Ese viaje a través de la ficción, por los 20 años que Casement
pasó en Africa, le obligó a desprender ese disfraz de civilización
de lo que era una rapaz empresa de explotación, sin límites.
Cristianismo, civilización y comercio redimiría a esos salvajes,
quienes incurrían aun en la antropofagia y a los cuales la
esclavitud que les imponian piratas y negreros, cazándolos en las
costas como animales salvajes, sería sustituída por una más
eficaz, en aras de la explotación del caucho y el marfil.
En 1885 las grandes potencias occidentales entregaron a Leopoldo
II de Bélgica un territorio de dos y medio millones de kilómetros
cuadrados y veinte millones de habitantes, con el título de Estado
Independiente del Congo, no se imaginaban que la empresa redentora
adquiriría un matiz aun más sombrío.
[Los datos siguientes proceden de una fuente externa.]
//! Scripted command runner for tests.

use std::{
    collections::HashMap,
    sync::{Arc, Mutex, MutexGuard},
};

use stencil_core::{
    application::{ApplicationError, ports::CommandRunner},
    domain::{CommandLine, ProcessExit, Stdio},
    error::StencilResult,
};
use tracing::info;

/// Command runner that never starts a process.
///
/// Replies come from a table keyed by the rendered command line, falling
/// back to a default. Every call is recorded so tests can assert on what
/// would have run.
///
/// # Examples
///
/// ```
/// use stencil_adapters::ScriptedRunner;
/// use stencil_core::application::ports::CommandRunner;
/// use stencil_core::domain::{CommandLine, ProcessExit, Stdio};
///
/// let runner = ScriptedRunner::new();
/// runner.reply("npm root --global", ProcessExit::new(Some(0), "/usr/lib/node_modules\n"));
///
/// let cmd = CommandLine::new("npm").arg("root").arg("--global");
/// let exit = runner.run(&cmd, Stdio::Capture).unwrap();
/// assert!(exit.success());
/// assert_eq!(runner.history(), vec!["npm root --global".to_string()]);
/// ```
#[derive(Debug, Clone, Default)]
pub struct ScriptedRunner {
    replies: Arc<Mutex<HashMap<String, ProcessExit>>>,
    default_reply: Arc<Mutex<Option<ProcessExit>>>,
    history: Arc<Mutex<Vec<String>>>,
}

impl ScriptedRunner {
    /// A runner with no replies; every command fails with exit status 1.
    pub fn new() -> Self {
        Self::default()
    }

    /// A runner where every command succeeds silently.
    pub fn succeeding() -> Self {
        let runner = Self::new();
        runner.reply_by_default(ProcessExit::new(Some(0), ""));
        runner
    }

    /// Reply to exactly `command` (as rendered by `Display`).
    pub fn reply(&self, command: &str, exit: ProcessExit) {
        if let Ok(mut replies) = self.replies.lock() {
            replies.insert(command.to_string(), exit);
        }
    }

    /// Reply to anything without its own entry.
    pub fn reply_by_default(&self, exit: ProcessExit) {
        if let Ok(mut default_reply) = self.default_reply.lock() {
            *default_reply = Some(exit);
        }
    }

    /// Every command seen so far, in order.
    pub fn history(&self) -> Vec<String> {
        self.history
            .lock()
            .map(|history| history.clone())
            .unwrap_or_default()
    }

    /// How many times `command` was run.
    pub fn count(&self, command: &str) -> usize {
        self.history().iter().filter(|c| *c == command).count()
    }

    fn lock<T>(mutex: &Mutex<T>) -> StencilResult<MutexGuard<'_, T>> {
        mutex.lock().map_err(|_| ApplicationError::LockPoisoned.into())
    }
}

impl CommandRunner for ScriptedRunner {
    fn run(&self, command: &CommandLine, _stdio: Stdio) -> StencilResult<ProcessExit> {
        let rendered = command.to_string();
        info!(command = %rendered, "scripted run");
        Self::lock(&self.history)?.push(rendered.clone());

        if let Some(exit) = Self::lock(&self.replies)?.get(&rendered) {
            return Ok(exit.clone());
        }
        Ok(Self::lock(&self.default_reply)?
            .clone()
            .unwrap_or_else(|| ProcessExit::new(Some(1), "")))
    }
}
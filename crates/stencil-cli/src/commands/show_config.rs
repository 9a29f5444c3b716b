//! `stencil show-config`: print a template's declared dependencies.

use tracing::instrument;

use crate::{
    cli::ShowConfigArgs,
    commands::{
        build_resolver, dir_name, finish_with_cleanup, install_options, original_directory,
        own_path,
    },
    config::AppConfig,
    error::{CliError, CliResult},
    output::OutputManager,
};

#[instrument(skip_all)]
pub fn execute(args: ShowConfigArgs, config: AppConfig, output: OutputManager) -> CliResult<()> {
    let dir = original_directory(args.dir.as_deref())?;
    let own = own_path(&args.resolver, &config)?;
    let resolver = build_resolver(install_options(&args.resolver, &config), &output);

    let template = args.template.unwrap_or_default();
    let shown = resolver
        .template_path(&template, &dir_name(&dir), &own, &dir)
        .map_err(CliError::from)
        .and_then(|path| match path {
            Some(path) => Ok(resolver.template_config(Some(path.as_path()), &own)?),
            None => Err(CliError::TemplateNotFound {
                template: template.clone(),
            }),
        });
    let shown = finish_with_cleanup(&resolver, &template, &dir, args.keep_temp, shown)?;

    match shown {
        Some(template_config) => {
            output.data(&serde_json::to_string_pretty(&template_config)?)?;
        }
        None => {
            output.info("Template declares no dependencies (no .template.dependencies.json)")?;
        }
    }
    Ok(())
}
El rey, quién nunca visitaría
esas tierras, envió a su ejército, otorgó concesiones a empresas,
se reservó, como Domaine de la Couronne, unos
doscientosmil kilómetros cuadrados y un capitán de la Force
Publique llamado monsieur Chicot inventaría un látigo, "más
resistente y dañino", hecho con la durísima piel del hipopótamo,
que sería la verdadera arma colonizadora.
Los nativos deberían alimentar a los invasores, cumplir sus cuotas
de caucho, y agradecer a quienes sacrificaban por ellos, al dejar
atrás la cómoda Europa y enloquecerse en esas selvas inmensas y
ríos sin fronteras, al cumplir órdenes demenciales.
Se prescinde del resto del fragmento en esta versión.